**Instructions to follow**:
Would you show every line from the records that holds "FieldId"?
--------------------
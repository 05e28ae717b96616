//! Core types for the Ripple finite-difference engine.
//!
//! This is the leaf crate with zero internal dependencies. It defines
//! the fundamental building blocks used throughout the Ripple workspace:
//! the toroidal [`Grid`], the [`FieldId`] of the U/V field pair, and the
//! error taxonomy shared by construction and stepping.

#![deny(missing_docs)]
#![deny(rustdoc::broken_intra_doc_links)]
#![forbid(unsafe_code)]

pub mod error;
pub mod grid;
pub mod id;

pub use error::{ConfigError, StabilityError, StepError};
pub use grid::{wrap_axis, Grid};
pub use id::FieldId;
--------------------
**Reply**:
//! the toroidal [`Grid`], the [`FieldId`] of the U/V field pair, and the
pub use id::FieldId;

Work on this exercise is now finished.